10.4 Semantic Release 实战
适用场景:发到 npm 的库(如组件库、工具库)。
安装:
pnpm add -D semantic-release @semantic-release/changelog @semantic-release/git @semantic-release/npm
配置文件 release.config.js:
module.exports = {
branches: ["main"],
plugins: [
"@semantic-release/commit-analyzer", // 解析 commit → 算版本
"@semantic-release/release-notes-generator", // 生成 CHANGELOG
"@semantic-release/changelog",
"@semantic-release/npm", // publish 到 npm
"@semantic-release/git", // commit + tag
"@semantic-release/github", // 创建 GitHub Release
],
};
CI 触发(.github/workflows/release.yml):
name: Release
on:
push:
branches: [main]
jobs:
release:
runs-on: ubuntu-latest
steps:
- uses: actions/checkout@v4
with: { fetch-depth: 0 } # 关键:需要完整 git 历史
- uses: pnpm/action-setup@v4
- run: pnpm install --frozen-lockfile
- run: pnpm build
- run: npx semantic-release
env:
GITHUB_TOKEN: ${{ secrets.GITHUB_TOKEN }}
NPM_TOKEN: ${{ secrets.NPM_TOKEN }}
工作流:merge 到 main → CI 读 commit → 算出版本 → 改 package.json → 写 CHANGELOG → npm publish → 打 git tag → 发 GitHub Release。全自动化。

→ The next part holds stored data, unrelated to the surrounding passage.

//! Editor hook registration in `.claude/settings.json`.
//!
//! The settings file belongs to another tool, so every key this module does
//! not model is carried through untouched.

use std::collections::BTreeMap;
use std::fs;
use std::path::{Path, PathBuf};

use anyhow::{Context, Result};
use serde::{Deserialize, Serialize};
use serde_json::{Map, Value};

use crate::error::ShushError;

pub const SHUSH_COMMAND: &str = "shush --changes-only";
pub const HOOK_EVENT: &str = "PostToolUse";
pub const HOOK_MATCHER: &str = "Write|Edit|MultiEdit";
const HOOK_TIMEOUT_SECS: u64 = 30;

#[derive(Debug, Clone, Copy, PartialEq, Eq)]
pub enum HookScope {
    User,
    Project,
}

impl HookScope {
    pub fn label(self) -> &'static str {
        match self {
            HookScope::User => "user-wide",
            HookScope::Project => "project",
        }
    }
}

#[derive(Debug, Clone, Default, PartialEq, Serialize, Deserialize)]
pub struct HookEntry {
    #[serde(rename = "type", default)]
    pub kind: String,
    #[serde(default)]
    pub command: String,
    #[serde(default, skip_serializing_if = "Option::is_none")]
    pub timeout: Option<u64>,
    #[serde(flatten)]
    pub extra: Map<String, Value>,
}

impl HookEntry {
    fn is_shush(&self) -> bool {
        self.command.contains(SHUSH_COMMAND)
    }
}

#[derive(Debug, Clone, Default, PartialEq, Serialize, Deserialize)]
pub struct MatcherGroup {
    #[serde(default)]
    pub matcher: String,
    #[serde(default)]
    pub hooks: Vec<HookEntry>,
    #[serde(flatten)]
    pub extra: Map<String, Value>,
}

/// Event name → ordered matcher groups. A missing section is an empty map.
#[derive(Debug, Clone, Default, PartialEq, Serialize, Deserialize)]
pub struct Settings {
    #[serde(default, skip_serializing_if = "BTreeMap::is_empty")]
    pub hooks: BTreeMap<String, Vec<MatcherGroup>>,
    #[serde(flatten)]
    pub other: Map<String, Value>,
}

impl Settings {
    pub fn has_shush_hook(&self) -> bool {
        self.hooks
            .get(HOOK_EVENT)
            .is_some_and(|groups| groups.iter().flat_map(|g| &g.hooks).any(HookEntry::is_shush))
    }

    /// Register the hook, joining an existing group with the same matcher.
    pub fn add_shush_hook(&mut self) -> bool {
        if self.has_shush_hook() {
            return false;
        }

        let entry = HookEntry {
            kind: "command".to_string(),
            command: SHUSH_COMMAND.to_string(),
            timeout: Some(HOOK_TIMEOUT_SECS),
            extra: Map::new(),
        };

        let groups = self.hooks.entry(HOOK_EVENT.to_string()).or_default();
        match groups.iter_mut().find(|g| g.matcher == HOOK_MATCHER) {
            Some(group) => group.hooks.push(entry),
            None => groups.push(MatcherGroup {
                matcher: HOOK_MATCHER.to_string(),
                hooks: vec![entry],
                extra: Map::new(),
            }),
        }
        true
    }

    /// Drop every shush entry, then any group or event left empty.
    pub fn remove_shush_hook(&mut self) -> bool {
        let Some(groups) = self.hooks.get_mut(HOOK_EVENT) else {
            return false;
        };

        let mut removed = false;
        for group in groups.iter_mut() {
            let before = group.hooks.len();
            group.hooks.retain(|h| !h.is_shush());
            removed |= group.hooks.len() != before;
        }

        if removed {
            groups.retain(|g| !g.hooks.is_empty());
            if groups.is_empty() {
                self.hooks.remove(HOOK_EVENT);
            }
        }
        removed
    }

    /// `(event, matcher, command)` for every configured hook.
    pub fn entries(&self) -> Vec<(&str, &str, &str)> {
        self.hooks
            .iter()
            .flat_map(|(event, groups)| {
                groups.iter().flat_map(move |g| {
                    g.hooks
                        .iter()
                        .map(move |h| (event.as_str(), g.matcher.as_str(), h.command.as_str()))
                })
            })
            .collect()
    }
}

pub fn settings_path(scope: HookScope, cwd: &Path) -> Result<PathBuf> {
    let base = match scope {
        HookScope::User => dirs::home_dir().context("Failed to locate home directory")?,
        HookScope::Project => cwd.to_path_buf(),
    };
    Ok(base.join(".claude").join("settings.json"))
}

/// Load settings; a missing file is an empty configuration.
pub fn load_settings(path: &Path) -> Result<Settings> {
    let text = match fs::read_to_string(path) {
        Ok(t) => t,
        Err(e) if e.kind() == std::io::ErrorKind::NotFound => return Ok(Settings::default()),
        Err(e) => {
            return Err(e).with_context(|| format!("Failed to read settings {}", path.display()));
        }
    };

    if text.trim().is_empty() {
        return Ok(Settings::default());
    }

    serde_json::from_str(&text)
        .with_context(|| format!("Failed to parse settings {}", path.display()))
}

pub fn save_settings(path: &Path, settings: &Settings) -> Result<()> {
    if let Some(dir) = path.parent() {
        fs::create_dir_all(dir)
            .with_context(|| format!("Failed to create {}", dir.display()))?;
    }
    let json = serde_json::to_string_pretty(settings)?;
    fs::write(path, json + "\n")
        .with_context(|| format!("Failed to write settings {}", path.display()))
}

fn installed_at(scope: HookScope, cwd: &Path) -> Option<PathBuf> {
    let path = settings_path(scope, cwd).ok()?;
    let settings = load_settings(&path).ok()?;
    settings.has_shush_hook().then_some(path)
}

pub fn install(scope: HookScope, cwd: &Path) -> Result<()> {
    let user = installed_at(HookScope::User, cwd);
    let project = installed_at(HookScope::Project, cwd);

    match scope {
        HookScope::User => {
            if let Some(path) = user {
                return Err(ShushError::HookAlreadyInstalled {
                    path: path.display().to_string(),
                }
                .into());
            }
            if let Some(path) = project {
                println!("ℹ  Project-specific hooks found at {}", path.display());
                println!("   User-wide hooks will run in addition to project hooks");
            }
        }
        HookScope::Project => {
            if let Some(path) = user.or(project) {
                return Err(ShushError::HookAlreadyInstalled {
                    path: path.display().to_string(),
                }
                .into());
            }
        }
    }

    let path = settings_path(scope, cwd)?;
    let mut settings = load_settings(&path)?;
    settings.add_shush_hook();
    save_settings(&path, &settings)?;

    println!("✓ Hooks installed for {} scope at {}", scope.label(), path.display());
    println!("  Auto-cleanup will run after files are modified");
    Ok(())
}

pub fn uninstall(scope: HookScope, cwd: &Path) -> Result<()> {
    let path = settings_path(scope, cwd)?;
    let mut settings = load_settings(&path)?;

    if !settings.remove_shush_hook() {
        return Err(ShushError::HookNotFound {
            path: path.display().to_string(),
        }
        .into());
    }

    save_settings(&path, &settings)?;
    println!("✓ Hooks uninstalled for {} scope at {}", scope.label(), path.display());
    Ok(())
}

pub fn list(cwd: &Path) -> Result<()> {
    println!("Hooks configuration:");
    for scope in [HookScope::User, HookScope::Project] {
        let path = settings_path(scope, cwd)?;
        println!("{} ({}):", scope.label(), path.display());

        let settings = match load_settings(&path) {
            Ok(s) => s,
            Err(err) => {
                println!("  Unreadable: {err:#}");
                continue;
            }
        };

        let entries = settings.entries();
        if entries.is_empty() {
            println!("  No hooks configured");
            continue;
        }
        for (event, matcher, command) in entries {
            println!("  ✓ {command} ({event}: {matcher})");
        }
        if !settings.has_shush_hook() {
            println!("  (No shush hooks found)");
        }
    }
    Ok(())
}

pub fn status(cwd: &Path) -> Result<()> {
    let mut installed = Vec::new();

    println!("Shush hooks status:");
    for scope in [HookScope::User, HookScope::Project] {
        let path = settings_path(scope, cwd)?;
        let state = match load_settings(&path) {
            Ok(s) if s.has_shush_hook() => {
                installed.push(scope);
                "✓ Installed"
            }
            Ok(_) => "Not installed",
            Err(_) => "Not configured",
        };
        println!("{} ({}): {}", scope.label(), path.display(), state);
    }

    match installed.as_slice() {
        [HookScope::User, HookScope::Project] => {
            println!("\n⚠  Both user-wide and project hooks are installed");
            println!("   shush will run twice on every file modification");
            println!("   Consider: shush --uninstall-hook -s project");
        }
        [HookScope::User] => println!("\n✓ User-wide hooks cover all projects"),
        [HookScope::Project] => println!("\n✓ Project-specific hooks active for this project only"),
        _ => {}
    }
    Ok(())
}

10.5 Changesets 实战(monorepo)
适用场景:一个仓里多个包要独立发版(Vercel、字节内部都用)。
初始化:
pnpm add -D @changesets/cli
pnpm changeset init # 生成 .changeset/config.json
.changeset/config.json:
{
"$schema": "https://unpkg.com/@changesets/schema/schema.json",
"changelog": "@changesets/cli/changelog",
"commit": false,
"fixed": [],
"linked": [],
"access": "public",
"baseBranch": "main",
"updateInternalDependencies": "patch"
}
工作流:
# 1. 改完代码后,声明改了哪些包
pnpm changeset
# 交互式:选包 → 选 bump 类型(major/minor/patch)→ 写 changelog
# 会生成 .changeset/random-hash.md,**这个文件要 commit**
# 2. CI 合并后,自动跑 version(也可手动)
pnpm changeset version
# 自动改所有子包 package.json + 生成 CHANGELOG.md
# 3. 自动发包
pnpm changeset publish
与 semantic-release 区别:
- semantic-release:看 commit 自动算(开发体验好,但 commit 必须规范)
- changesets:改代码时声明(显式控制更灵活,monorepo 必备)
10.6 选型 Checklist
Q1: 是发 npm 库吗?
├─ 是 → Q2
└─ 否(应用/纯文档)→ 用 release-please 或手动 bump
Q2: 单包还是多包?
├─ 单包 → Semantic Release
└─ 多包 → Changesets
Q3: 团队能贯彻 Conventional Commits 吗?
├─ 能 → Semantic Release
└─ 不能/嫌麻烦 → Changesets(手动声明式)
10.7 面试话术
「项目自身的版本管理有三种主流方案:库用 Semantic Release,靠 Conventional Commits 自动算版本 + 发包;Monorepo 用 Changesets,每个 PR 显式声明改哪些包,避免一个 bug 误 bump 整个仓;应用型项目用 release-please,走 GitHub Action 即可。核心都是把版本号从「人记」变成「机器算」,杜绝「发了 1.0.2 才意识到漏改 CHANGELOG」这种问题。」